Contribution from Tom Copeland, May 05 2010 (Updated Sep 12 2011): (Start)
The integral from 0 to infinity w.r.t. w of
exp[-w(u+1)] (1+u*z*w)^(1/z) gives a power series, f(u,z), in z for reversed row polynomials in u of A111999, related to an Euler transform of diagonals of A008275.
Let g(u,x) be obtained from f(u,z) by replacing z^n with x^(n+1)/(n+1)!;
g(u,x)= x - u^2 x^2/2! + (2 u^2 + 3 u^4) x^3/3! - (6 u^4 + 20 u^5 + 15 u^6) x^4/4! + ... , an e.g.f. associated to f(u,z).
Then g^(-1)(u,x)=(1+u)*x - ln(1+u*x) is the comp. inverse of g(u,x) in x, and, consequently, A133932 is a refinement of A111999.
With h(u,x)= 1/(dg^(-1)/dx)= (1+u*x)/(1+(1+u)*u*x),
g(u,x)=exp[x*h(u,t)d/dt] t , evaluated at t=0. Also, dg(u,x)/dx = h(u,g(u,x)).
(End)
Contribution from Tom Copeland, May 06 2010: (Start)
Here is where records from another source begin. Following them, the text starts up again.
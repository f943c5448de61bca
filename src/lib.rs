pub mod analyzer;
pub mod cli;
pub mod config;
pub mod domain;
pub mod error;
pub mod execute;
pub mod git;
pub mod hosting;
pub mod issues;
pub mod ui;
pub mod warning;

pub use error::{GitTidyError, Result};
For m,k>0, a(m,k) = Sum(j=2 to 2m-k+1): (-1)^(2m-k+1+j) C(2m-k+1,j) St1d(j,m) ,
where C(n,j) is the binomial coefficient and St1d(j,m) is the (j-m)-th element
of the m-th subdiagonal of A008275 for (j-m)>0 and is 0 otherwise,
e.g., St1d(1,1) = 0, St1d(2,1) = -1, St1d(3,1) = -3, St1d(4,1) = -6.
(End)
Contribution from Tom Copeland, Sep 03 2011 (Updated Sep 12 2011): (Start)
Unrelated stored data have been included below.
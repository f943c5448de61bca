// tests/git2_repository_test.rs
//
// Exercises the git2 adapter against a real working repository whose
// "origin" is a bare repository on disk.
use git2::{Oid, Repository, Signature, Time};
use git_tidy::git::{remote_branch_ref, Git2Repository, RefSource};
use git_tidy::GitTidyError;
use tempfile::TempDir;

struct Fixture {
    dirs: (TempDir, TempDir),
    bare_path: std::path::PathBuf,
    adapter: Git2Repository,
    c1_time: i64,
}

fn commit(repo: &Repository, refname: &str, parents: &[Oid], seconds: i64, message: &str) -> Oid {
    let sig = Signature::new("Test User", "test@example.com", &Time::new(seconds, 0))
        .expect("Could not create signature");
    let tree_id = repo
        .treebuilder(None)
        .and_then(|b| b.write())
        .expect("Could not write tree");
    let tree = repo.find_tree(tree_id).expect("Could not find tree");
    let parents: Vec<git2::Commit> = parents
        .iter()
        .map(|oid| repo.find_commit(*oid).expect("Could not find parent"))
        .collect();
    let parent_refs: Vec<&git2::Commit> = parents.iter().collect();
    repo.commit(Some(refname), &sig, &sig, message, &tree, &parent_refs)
        .expect("Could not create commit")
}

fn setup() -> Fixture {
    let bare_dir = TempDir::new().expect("Could not create temp dir");
    let work_dir = TempDir::new().expect("Could not create temp dir");

    let bare = Repository::init_bare(bare_dir.path()).expect("Could not init bare repo");
    let work = Repository::init(work_dir.path()).expect("Could not init git repo");

    let c1_time = 1_600_000_000;
    let c1 = commit(&work, "refs/heads/main", &[], c1_time, "initial");
    let _c2 = commit(&work, "refs/heads/main", &[c1], c1_time + 100, "second");
    commit(&work, "refs/heads/feature-open", &[c1], c1_time + 200, "diverged");
    work.reference("refs/heads/feature-merged", c1, true, "fixture")
        .expect("Could not create branch");

    {
        let tagger =
            Signature::new("Tagger", "t@example.com", &Time::new(c1_time + 9_999, 0)).unwrap();
        let c1_obj = work.find_object(c1, None).unwrap();
        work.tag("0001", &c1_obj, &tagger, "annotated", false)
            .expect("Could not create annotated tag");
        let main_obj = work.revparse_single("refs/heads/main").unwrap();
        work.tag_lightweight("0002", &main_obj, false)
            .expect("Could not create tag");

        let mut origin = work
            .remote("origin", bare_dir.path().to_str().unwrap())
            .expect("Could not add remote");
        origin
            .push(
                &[
                    "refs/heads/main:refs/heads/main",
                    "refs/heads/feature-open:refs/heads/feature-open",
                    "refs/heads/feature-merged:refs/heads/feature-merged",
                    "refs/tags/0001:refs/tags/0001",
                    "refs/tags/0002:refs/tags/0002",
                ],
                None,
            )
            .expect("Could not push fixture refs");
    }
    bare.set_head("refs/heads/main").expect("Could not set bare HEAD");

    let bare_path = bare_dir.path().to_path_buf();
    let adapter = Git2Repository::from_git2(work);
    adapter.fetch_and_prune("origin").expect("fetch should succeed");

    Fixture {
        dirs: (bare_dir, work_dir),
        bare_path,
        adapter,
        c1_time,
    }
}

fn set_origin_head(fixture: &Fixture) {
    let work = Repository::open(fixture.dirs.1.path()).unwrap();
    work.reference_symbolic(
        "refs/remotes/origin/HEAD",
        "refs/remotes/origin/main",
        true,
        "fixture",
    )
    .expect("Could not set origin/HEAD");
}

fn clear_origin_head(fixture: &Fixture) {
    let work = Repository::open(fixture.dirs.1.path()).unwrap();
    if let Ok(mut head) = work.find_reference("refs/remotes/origin/HEAD") {
        head.delete().expect("Could not delete origin/HEAD");
    };
}

fn sorted(mut names: Vec<String>) -> Vec<String> {
    names.sort();
    names
}

#[test]
fn test_list_remote_branches_excludes_head_alias() {
    let fixture = setup();
    set_origin_head(&fixture);

    let branches = sorted(fixture.adapter.list_remote_branches("origin").unwrap());
    assert_eq!(branches, vec!["feature-merged", "feature-open", "main"]);
}

#[test]
fn test_resolve_default_branch_from_origin_head() {
    let fixture = setup();
    set_origin_head(&fixture);

    assert_eq!(
        fixture.adapter.resolve_default_branch("origin").unwrap(),
        "main"
    );
}

#[test]
fn test_resolve_default_branch_asks_remote_without_origin_head() {
    let fixture = setup();
    clear_origin_head(&fixture);

    assert_eq!(
        fixture.adapter.resolve_default_branch("origin").unwrap(),
        "main"
    );
}

#[test]
fn test_resolve_default_branch_fails_when_remote_has_none() {
    let fixture = setup();
    clear_origin_head(&fixture);

    // HEAD on an unborn branch is not advertised by the remote.
    let bare = Repository::open_bare(&fixture.bare_path).unwrap();
    bare.set_head("refs/heads/unborn")
        .expect("Could not point bare HEAD at unborn branch");

    let err = fixture
        .adapter
        .resolve_default_branch("origin")
        .unwrap_err();
    assert!(matches!(err, GitTidyError::DefaultBranch(_)));
}

#[test]
fn test_ancestry_between_remote_branches() {
    let fixture = setup();

    let main = remote_branch_ref("origin", "main");

    assert!(fixture
        .adapter
        .is_ancestor(&remote_branch_ref("origin", "feature-merged"), &main)
        .unwrap());
    assert!(!fixture
        .adapter
        .is_ancestor(&remote_branch_ref("origin", "feature-open"), &main)
        .unwrap());
    assert!(fixture
        .adapter
        .is_ancestor(&remote_branch_ref("origin", "ghost"), &main)
        .is_err());
}

#[test]
fn test_ancestry_ignores_local_branch_shadowing_tracking_ref() {
    let fixture = setup();

    // A local branch literally named "origin/feature-open" pointing at a
    // commit that is merged into main.
    let work = Repository::open(fixture.dirs.1.path()).unwrap();
    let root = work
        .revparse_single("refs/heads/feature-merged")
        .unwrap()
        .id();
    work.reference("refs/heads/origin/feature-open", root, true, "shadow")
        .expect("Could not create shadowing branch");

    assert!(!fixture
        .adapter
        .is_ancestor(
            &remote_branch_ref("origin", "feature-open"),
            &remote_branch_ref("origin", "main"),
        )
        .unwrap());
}

#[test]
fn test_commit_timestamp_dereferences_annotated_tag() {
    let fixture = setup();

    assert_eq!(
        fixture.adapter.commit_timestamp("refs/tags/0001").unwrap(),
        fixture.c1_time
    );
    assert_eq!(
        fixture.adapter.commit_timestamp("refs/tags/0002").unwrap(),
        fixture.c1_time + 100
    );
    assert!(fixture.adapter.commit_timestamp("refs/tags/9999").is_err());
}

#[test]
fn test_delete_remote_branch() {
    let fixture = setup();

    fixture
        .adapter
        .delete_remote_branch("origin", "feature-merged")
        .unwrap();

    let bare = Repository::open_bare(&fixture.bare_path).unwrap();
    assert!(bare.find_reference("refs/heads/feature-merged").is_err());
    let branches = fixture.adapter.list_remote_branches("origin").unwrap();
    assert!(!branches.contains(&"feature-merged".to_string()));
}

#[test]
fn test_fetch_prunes_deleted_remote_branches() {
    let fixture = setup();

    let bare = Repository::open_bare(&fixture.bare_path).unwrap();
    bare.find_reference("refs/heads/feature-open")
        .unwrap()
        .delete()
        .unwrap();

    fixture.adapter.fetch_and_prune("origin").unwrap();
    let branches = fixture.adapter.list_remote_branches("origin").unwrap();
    assert!(!branches.contains(&"feature-open".to_string()));
}

#[test]
fn test_delete_tag_local_and_remote() {
    let fixture = setup();

    fixture.adapter.delete_tag("0002").unwrap();
    fixture
        .adapter
        .delete_remote_tag_ref("origin", "0002")
        .unwrap();

    let tags = fixture.adapter.list_tags().unwrap();
    assert_eq!(tags, vec!["0001"]);
    let bare = Repository::open_bare(&fixture.bare_path).unwrap();
    assert!(bare.find_reference("refs/tags/0002").is_err());
}

#[test]
fn test_missing_remote_is_an_error() {
    let fixture = setup();
    assert!(fixture.adapter.fetch_and_prune("upstream").is_err());
}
The integral from 0 to infinity w.r.t. w of
exp[-w*(u+1)/u] (1+u*z*w)^(1/(u^2*z)) gives a power series, F(u,z), in z for the row polynomials in u of A111999.
Let G(u,x) be obtained from F(u,z) by replacing z^n with x^(n+1)/(n+1)!;
G(u,x) = x - x^2/2! + (3 + 2 u) x^3/3! - (15 + 20 u + 6 u^2) x^4/4! + ... , an e.g.f. for A111999 associated to F(u,z).
G^(-1)(u,x)=((1+u)*u*x - ln(1+u*x))/u^2 is the comp. inverse of G(u,x)in x.
With H(u,x) = 1/(dG^(-1)/dx) = (1+u*x)/(1+(1+u)*x),
G(u,x)=exp[x*H(u,t)d/dt] t , evaluated at t=0. Also, dG(u,x)/dx = H(u,G(u,x)).
(End)
Contribution from Tom Copeland, Sep 16 2011: (Start)
f(u,z) and F(u,z) are expressible in terms of the incomplete gamma function Γ(v,p)(see Laplace Transforms for Power-law Functions at EqWorld):
With K(p,s) = p^(-s-1) exp(p) Γ(s+1,p),
f(u,z) = K(p,s)/(u*z) with p=(u+1)/(u*z) and s=1/z , and
F(u,z) = K(p,s)/(u*z) with p=(u+1)/(u^2*z) and s=1/(u^2*z).
(End)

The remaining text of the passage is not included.